EXERCISE - Read the data and repeat all of it exactly.

INFORMATION SUPPLIED START

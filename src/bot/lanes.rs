//! Per-user lanes: messages from one user are processed in arrival order,
//! one at a time; different users run in parallel.
//!
//! Each lane is an unbounded queue drained by its own task. An idle lane
//! closes its queue, finishes whatever was already queued, and exits. A lane
//! created for a returning user waits for its predecessor to exit before
//! processing anything.

use std::collections::HashMap;
use std::sync::Arc;
use std::time::Duration;

use async_trait::async_trait;
use tokio::sync::mpsc;
use tokio::task::JoinHandle;
use tracing::{debug, warn};

use crate::channels::IncomingMessage;

/// Work done for each message on a lane.
#[async_trait]
pub trait LaneProcessor: Send + Sync + 'static {
    async fn process(&self, message: IncomingMessage);
}

struct Lane {
    tx: mpsc::UnboundedSender<IncomingMessage>,
    handle: JoinHandle<()>,
}

/// Lanes keyed by user id. Owned by the dispatch loop.
pub struct UserLanes {
    lanes: HashMap<String, Lane>,
    processor: Arc<dyn LaneProcessor>,
    idle_timeout: Duration,
}

impl UserLanes {
    pub fn new(processor: Arc<dyn LaneProcessor>, idle_timeout: Duration) -> Self {
        Self {
            lanes: HashMap::new(),
            processor,
            idle_timeout,
        }
    }

    /// Queue a message on its sender's lane, opening one if needed.
    pub fn dispatch(&mut self, message: IncomingMessage) {
        let user_id = message.user_id.clone();

        let (message, previous) = match self.lanes.remove(&user_id) {
            Some(lane) => match lane.tx.send(message) {
                Ok(()) => {
                    self.lanes.insert(user_id, lane);
                    return;
                }
                // The lane closed itself after idling; chain a new one behind it.
                Err(mpsc::error::SendError(message)) => (message, Some(lane.handle)),
            },
            None => (message, None),
        };

        debug!(user_id = %user_id, "Opening lane");
        let lane = self.spawn_lane(previous);
        if lane.tx.send(message).is_err() {
            warn!(user_id = %user_id, "Fresh lane rejected a message");
        }
        self.lanes.insert(user_id, lane);
    }

    /// Forget lanes whose task has exited.
    pub fn reap_finished(&mut self) -> usize {
        let before = self.lanes.len();
        self.lanes.retain(|_, lane| !lane.handle.is_finished());
        before - self.lanes.len()
    }

    /// Number of tracked lanes.
    pub fn len(&self) -> usize {
        self.lanes.len()
    }

    pub fn is_empty(&self) -> bool {
        self.lanes.is_empty()
    }

    /// Stop accepting messages and wait for every lane to drain.
    pub async fn shutdown(self) {
        let handles: Vec<JoinHandle<()>> = self
            .lanes
            .into_values()
            .map(|lane| {
                drop(lane.tx);
                lane.handle
            })
            .collect();

        for handle in handles {
            if let Err(e) = handle.await {
                warn!("Lane task failed: {e}");
            }
        }
    }

    fn spawn_lane(&self, previous: Option<JoinHandle<()>>) -> Lane {
        let (tx, mut rx) = mpsc::unbounded_channel::<IncomingMessage>();
        let processor = Arc::clone(&self.processor);
        let idle_timeout = self.idle_timeout;

        let handle = tokio::spawn(async move {
            if let Some(previous) = previous {
                let _ = previous.await;
            }

            loop {
                match tokio::time::timeout(idle_timeout, rx.recv()).await {
                    Ok(Some(message)) => processor.process(message).await,
                    // All senders dropped: shutdown.
                    Ok(None) => break,
                    Err(_) => {
                        rx.close();
                        while let Ok(message) = rx.try_recv() {
                            processor.process(message).await;
                        }
                        break;
                    }
                }
            }
        });

        Lane { tx, handle }
    }
}

#[cfg(test)]
mod tests {
    use std::sync::Mutex;

    use super::*;

    /// Records `(user, content)` pairs; optionally sleeps per message to widen
    /// interleaving windows.
    struct Recorder {
        seen: Mutex<Vec<(String, String)>>,
        in_flight: Mutex<HashMap<String, bool>>,
        delay: Duration,
    }

    impl Recorder {
        fn new(delay: Duration) -> Arc<Self> {
            Arc::new(Self {
                seen: Mutex::new(Vec::new()),
                in_flight: Mutex::new(HashMap::new()),
                delay,
            })
        }

        fn contents_for(&self, user: &str) -> Vec<String> {
            self.seen
                .lock()
                .unwrap()
                .iter()
                .filter(|(u, _)| u == user)
                .map(|(_, c)| c.clone())
                .collect()
        }
    }

    #[async_trait]
    impl LaneProcessor for Recorder {
        async fn process(&self, message: IncomingMessage) {
            {
                let mut in_flight = self.in_flight.lock().unwrap();
                let busy = in_flight.entry(message.user_id.clone()).or_default();
                assert!(!*busy, "two messages for one user in flight");
                *busy = true;
            }
            tokio::time::sleep(self.delay).await;
            self.seen
                .lock()
                .unwrap()
                .push((message.user_id.clone(), message.content.clone()));
            self.in_flight
                .lock()
                .unwrap()
                .insert(message.user_id, false);
        }
    }

    #[tokio::test]
    async fn preserves_per_user_order() {
        let recorder = Recorder::new(Duration::from_millis(2));
        let mut lanes = UserLanes::new(recorder.clone(), Duration::from_secs(60));

        for i in 0..10 {
            lanes.dispatch(IncomingMessage::new("t", "alice", &format!("a{i}")));
            lanes.dispatch(IncomingMessage::new("t", "bob", &format!("b{i}")));
        }
        assert_eq!(lanes.len(), 2);
        lanes.shutdown().await;

        let expected_a: Vec<String> = (0..10).map(|i| format!("a{i}")).collect();
        let expected_b: Vec<String> = (0..10).map(|i| format!("b{i}")).collect();
        assert_eq!(recorder.contents_for("alice"), expected_a);
        assert_eq!(recorder.contents_for("bob"), expected_b);
    }

    #[tokio::test]
    async fn users_run_in_parallel() {
        let recorder = Recorder::new(Duration::from_millis(50));
        let mut lanes = UserLanes::new(recorder.clone(), Duration::from_secs(60));

        let started = std::time::Instant::now();
        for user in ["a", "b", "c", "d"] {
            lanes.dispatch(IncomingMessage::new("t", user, "x"));
        }
        lanes.shutdown().await;

        // Serial processing would take at least 200ms.
        assert!(started.elapsed() < Duration::from_millis(190));
        assert_eq!(recorder.seen.lock().unwrap().len(), 4);
    }

    #[tokio::test]
    async fn idle_lane_exits_and_is_replaced() {
        let recorder = Recorder::new(Duration::ZERO);
        let mut lanes = UserLanes::new(recorder.clone(), Duration::from_millis(20));

        lanes.dispatch(IncomingMessage::new("t", "u", "first"));
        tokio::time::sleep(Duration::from_millis(100)).await;
        assert_eq!(lanes.reap_finished(), 1);
        assert!(lanes.is_empty());

        lanes.dispatch(IncomingMessage::new("t", "u", "second"));
        lanes.shutdown().await;

        assert_eq!(recorder.contents_for("u"), vec!["first", "second"]);
    }

    #[tokio::test]
    async fn closed_lane_is_chained_without_reaping() {
        let recorder = Recorder::new(Duration::ZERO);
        let mut lanes = UserLanes::new(recorder.clone(), Duration::from_millis(20));

        lanes.dispatch(IncomingMessage::new("t", "u", "first"));
        tokio::time::sleep(Duration::from_millis(100)).await;

        // Still tracked but closed: dispatch must open a successor.
        lanes.dispatch(IncomingMessage::new("t", "u", "second"));
        lanes.dispatch(IncomingMessage::new("t", "u", "third"));
        lanes.shutdown().await;

        assert_eq!(recorder.contents_for("u"), vec!["first", "second", "third"]);
    }
}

INFORMATION SUPPLIED END

RESPONSE TO THIS TASK -
filename src/bot/lanes.rs
//! Per-user lanes: messages from one user are processed in arrival order,
//! one at a time; different users run in parallel.
//!
//! Each lane is an unbounded queue drained by its own task. An idle lane
//! closes its queue, finishes whatever was already queued, and exits. A lane
//! created for a returning user waits for its predecessor to exit before
//! processing anything.

use std::collections::HashMap;
use std::sync::Arc;
use std::time::Duration;

use async_trait::async_trait;
use tokio::sync::mpsc;
use tokio::task::JoinHandle;
use tracing::{debug, warn};

use crate::channels::IncomingMessage;

/// Work done for each message on a lane.
#[async_trait]
pub trait LaneProcessor: Send + Sync + 'static {
    async fn process(&self, message: IncomingMessage);
}

struct Lane {
    tx: mpsc::UnboundedSender<IncomingMessage>,
    handle: JoinHandle<()>,
}

/// Lanes keyed by user id. Owned by the dispatch loop.
pub struct UserLanes {
    lanes: HashMap<String, Lane>,
    processor: Arc<dyn LaneProcessor>,
    idle_timeout: Duration,
}

impl UserLanes {
    pub fn new(processor: Arc<dyn LaneProcessor>, idle_timeout: Duration) -> Self {
        Self {
            lanes: HashMap::new(),
            processor,
            idle_timeout,
        }
    }

    /// Queue a message on its sender's lane, opening one if needed.
    pub fn dispatch(&mut self, message: IncomingMessage) {
        let user_id = message.user_id.clone();

        let (message, previous) = match self.lanes.remove(&user_id) {
            Some(lane) => match lane.tx.send(message) {
                Ok(()) => {
                    self.lanes.insert(user_id, lane);
                    return;
                }
                // The lane closed itself after idling; chain a new one behind it.
                Err(mpsc::error::SendError(message)) => (message, Some(lane.handle)),
            },
            None => (message, None),
        };

        debug!(user_id = %user_id, "Opening lane");
        let lane = self.spawn_lane(previous);
        if lane.tx.send(message).is_err() {
            warn!(user_id = %user_id, "Fresh lane rejected a message");
        }
        self.lanes.insert(user_id, lane);
    }

    /// Forget lanes whose task has exited.
    pub fn reap_finished(&mut self) -> usize {
        let before = self.lanes.len();
        self.lanes.retain(|_, lane| !lane.handle.is_finished());
        before - self.lanes.len()
    }

    /// Number of tracked lanes.
    pub fn len(&self) -> usize {
        self.lanes.len()
    }

    pub fn is_empty(&self) -> bool {
        self.lanes.is_empty()
    }

    /// Stop accepting messages and wait for every lane to drain.
    pub async fn shutdown(self) {
        let handles: Vec<JoinHandle<()>> = self
            .lanes
            .into_values()
            .map(|lane| {
                drop(lane.tx);
                lane.handle
            })
            .collect();

        for handle in handles {
            if let Err(e) = handle.await {
                warn!("Lane task failed: {e}");
            }
        }
    }

    fn spawn_lane(&self, previous: Option<JoinHandle<()>>) -> Lane {
        let (tx, mut rx) = mpsc::unbounded_channel::<IncomingMessage>();
        let processor = Arc::clone(&self.processor);
        let idle_timeout = self.idle_timeout;

        let handle = tokio::spawn(async move {
            if let Some(previous) = previous {
                let _ = previous.await;
            }

            loop {
                match tokio::time::timeout(idle_timeout, rx.recv()).await {
                    Ok(Some(message)) => processor.process(message).await,
                    // All senders dropped: shutdown.
                    Ok(None) => break,
                    Err(_) => {
                        rx.close();
                        while let Ok(message) = rx.try_recv() {
                            processor.process(message).await;
                        }
                        break;
                    }
                }
            }
        });

        Lane { tx, handle }
    }
}

#[cfg(test)]
mod tests {
    use std::sync::Mutex;

    use super::*;

    /// Records `(user, content)` pairs; optionally sleeps per message to widen
    /// interleaving windows.
    struct Recorder {
        seen: Mutex<Vec<(String, String)>>,
        in_flight: Mutex<HashMap<String, bool>>,
        delay: Duration,
    }

    impl Recorder {
        fn new(delay: Duration) -> Arc<Self> {
            Arc::new(Self {
                seen: Mutex::new(Vec::new()),
                in_flight: Mutex::new(HashMap::new()),
                delay,
            })
        }

        fn contents_for(&self, user: &str) -> Vec<String> {
            self.seen
                .lock()
                .unwrap()
                .iter()
                .filter(|(u, _)| u == user)
                .map(|(_, c)| c.clone())
                .collect()
        }
    }

    #[async_trait]
    impl LaneProcessor for Recorder {
        async fn process(&self, message: IncomingMessage) {
            {
                let mut in_flight = self.in_flight.lock().unwrap();
                let busy = in_flight.entry(message.user_id.clone()).or_default();
                assert!(!*busy, "two messages for one user in flight");
                *busy = true;
            }
            tokio::time::sleep(self.delay).await;
            self.seen
                .lock()
                .unwrap()
                .push((message.user_id.clone(), message.content.clone()));
            self.in_flight
                .lock()
                .unwrap()
                .insert(message.user_id, false);
        }
    }

    #[tokio::test]
    async fn preserves_per_user_order() {
        let recorder = Recorder::new(Duration::from_millis(2));
        let mut lanes = UserLanes::new(recorder.clone(), Duration::from_secs(60));

        for i in 0..10 {
            lanes.dispatch(IncomingMessage::new("t", "alice", &format!("a{i}")));
            lanes.dispatch(IncomingMessage::new("t", "bob", &format!("b{i}")));
        }
        assert_eq!(lanes.len(), 2);
        lanes.shutdown().await;

        let expected_a: Vec<String> = (0..10).map(|i| format!("a{i}")).collect();
        let expected_b: Vec<String> = (0..10).map(|i| format!("b{i}")).collect();
        assert_eq!(recorder.contents_for("alice"), expected_a);
        assert_eq!(recorder.contents_for("bob"), expected_b);
    }

    #[tokio::test]
    async fn users_run_in_parallel() {
        let recorder = Recorder::new(Duration::from_millis(50));
        let mut lanes = UserLanes::new(recorder.clone(), Duration::from_secs(60));

        let started = std::time::Instant::now();
        for user in ["a", "b", "c", "d"] {
            lanes.dispatch(IncomingMessage::new("t", user, "x"));
        }
        lanes.shutdown().await;

        // Serial processing would take at least 200ms.
        assert!(started.elapsed() < Duration::from_millis(190));
        assert_eq!(recorder.seen.lock().unwrap().len(), 4);
    }

    #[tokio::test]
    async fn idle_lane_exits_and_is_replaced() {
        let recorder = Recorder::new(Duration::ZERO);
        let mut lanes = UserLanes::new(recorder.clone(), Duration::from_millis(20));

        lanes.dispatch(IncomingMessage::new("t", "u", "first"));
        tokio::time::sleep(Duration::from_millis(100)).await;
        assert_eq!(lanes.reap_finished(), 1);
        assert!(lanes.is_empty());

        lanes.dispatch(IncomingMessage::new("t", "u", "second"));
        lanes.shutdown().await;

        assert_eq!(recorder.contents_for("u"), vec!["first", "second"]);
    }

    #[tokio::test]
    async fn closed_lane_is_chained_without_reaping() {
        let recorder = Recorder::new(Duration::ZERO);
        let mut lanes = UserLanes::new(recorder.clone(), Duration::from_millis(20));

        lanes.dispatch(IncomingMessage::new("t", "u", "first"));
        tokio::time::sleep(Duration::from_millis(100)).await;

        // Still tracked but closed: dispatch must open a successor.
        lanes.dispatch(IncomingMessage::new("t", "u", "second"));
        lanes.dispatch(IncomingMessage::new("t", "u", "third"));
        lanes.shutdown().await;

        assert_eq!(recorder.contents_for("u"), vec!["first", "second", "third"]);
    }
}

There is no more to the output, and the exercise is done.